## TASK DESCRIPTION
Retype the whole of the data exactly.

## MATERIAL SUPPLIED
● ● ●

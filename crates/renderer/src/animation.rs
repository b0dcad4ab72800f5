use scheduler::{FrameScheduler, FrameToken};
use tracing::{debug, trace};

use crate::engine::{FrameBackend, FrameError, RenderEngine};

/// Shader time added per tick, independent of wall-clock frame spacing.
pub const TIME_STEP: f32 = 0.05;

#[derive(Debug, Clone, Copy, PartialEq, Eq, Default)]
pub enum LoopState {
    #[default]
    Stopped,
    Running,
}

/// Drives the per-frame relax/draw cycle through a [`FrameScheduler`].
///
/// The controller holds at most one scheduler token. Ticks carrying any other
/// token, or arriving while stopped, do nothing.
#[derive(Debug)]
pub struct AnimationLoop {
    state: LoopState,
    token: Option<FrameToken>,
    time: f32,
    relaxation: f32,
    ticks: u64,
}

impl AnimationLoop {
    pub fn new(relaxation: f32) -> Self {
        Self {
            state: LoopState::Stopped,
            token: None,
            time: 0.0,
            relaxation,
            ticks: 0,
        }
    }

    pub fn state(&self) -> LoopState {
        self.state
    }

    pub fn is_running(&self) -> bool {
        self.state == LoopState::Running
    }

    pub fn token(&self) -> Option<FrameToken> {
        self.token
    }

    pub fn time(&self) -> f32 {
        self.time
    }

    /// Ticks handled since construction.
    pub fn ticks(&self) -> u64 {
        self.ticks
    }

    /// (Re)starts the loop with a fresh field and time zero. A running loop is
    /// stopped first, so repeated starts never leave two tasks scheduled.
    pub fn start<B: FrameBackend>(
        &mut self,
        scheduler: &mut FrameScheduler,
        engine: &mut RenderEngine<B>,
    ) {
        self.stop(scheduler);
        engine.regenerate_field();
        self.time = 0.0;
        engine.set_time(self.time);
        self.state = LoopState::Running;
        let token = scheduler.schedule_repeating();
        self.token = Some(token);
        debug!(?token, "animation started");
    }

    pub fn stop(&mut self, scheduler: &mut FrameScheduler) {
        if let Some(token) = self.token.take() {
            scheduler.cancel(token);
            debug!(?token, "animation stopped");
        }
        self.state = LoopState::Stopped;
    }

    /// Handles one frame boundary. Returns whether a frame was drawn.
    pub fn tick<B: FrameBackend>(
        &mut self,
        token: FrameToken,
        engine: &mut RenderEngine<B>,
    ) -> Result<bool, FrameError> {
        if self.state != LoopState::Running || self.token != Some(token) {
            trace!(?token, "ignoring stale frame token");
            return Ok(false);
        }
        self.time += TIME_STEP;
        self.ticks += 1;
        engine.relax_field(self.relaxation);
        engine.set_time(self.time);
        engine.draw()?;
        Ok(true)
    }
}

● ● ●

## WRITTEN SOLUTION
filename crates/renderer/src/animation.rs
repository b0dcad4ab72800f5
use scheduler::{FrameScheduler, FrameToken};
use tracing::{debug, trace};

use crate::engine::{FrameBackend, FrameError, RenderEngine};

/// Shader time added per tick, independent of wall-clock frame spacing.
pub const TIME_STEP: f32 = 0.05;

#[derive(Debug, Clone, Copy, PartialEq, Eq, Default)]
pub enum LoopState {
    #[default]
    Stopped,
    Running,
}

/// Drives the per-frame relax/draw cycle through a [`FrameScheduler`].
///
/// The controller holds at most one scheduler token. Ticks carrying any other
/// token, or arriving while stopped, do nothing.
#[derive(Debug)]
pub struct AnimationLoop {
    state: LoopState,
    token: Option<FrameToken>,
    time: f32,
    relaxation: f32,
    ticks: u64,
}

impl AnimationLoop {
    pub fn new(relaxation: f32) -> Self {
        Self {
            state: LoopState::Stopped,
            token: None,
            time: 0.0,
            relaxation,
            ticks: 0,
        }
    }

    pub fn state(&self) -> LoopState {
        self.state
    }

    pub fn is_running(&self) -> bool {
        self.state == LoopState::Running
    }

    pub fn token(&self) -> Option<FrameToken> {
        self.token
    }

    pub fn time(&self) -> f32 {
        self.time
    }

    /// Ticks handled since construction.
    pub fn ticks(&self) -> u64 {
        self.ticks
    }

    /// (Re)starts the loop with a fresh field and time zero. A running loop is
    /// stopped first, so repeated starts never leave two tasks scheduled.
    pub fn start<B: FrameBackend>(
        &mut self,
        scheduler: &mut FrameScheduler,
        engine: &mut RenderEngine<B>,
    ) {
        self.stop(scheduler);
        engine.regenerate_field();
        self.time = 0.0;
        engine.set_time(self.time);
        self.state = LoopState::Running;
        let token = scheduler.schedule_repeating();
        self.token = Some(token);
        debug!(?token, "animation started");
    }

    pub fn stop(&mut self, scheduler: &mut FrameScheduler) {
        if let Some(token) = self.token.take() {
            scheduler.cancel(token);
            debug!(?token, "animation stopped");
        }
        self.state = LoopState::Stopped;
    }

    /// Handles one frame boundary. Returns whether a frame was drawn.
    pub fn tick<B: FrameBackend>(
        &mut self,
        token: FrameToken,
        engine: &mut RenderEngine<B>,
    ) -> Result<bool, FrameError> {
        if self.state != LoopState::Running || self.token != Some(token) {
            trace!(?token, "ignoring stale frame token");
            return Ok(false);
        }
        self.time += TIME_STEP;
        self.ticks += 1;
        engine.relax_field(self.relaxation);
        engine.set_time(self.time);
        engine.draw()?;
        Ok(true)
    }
}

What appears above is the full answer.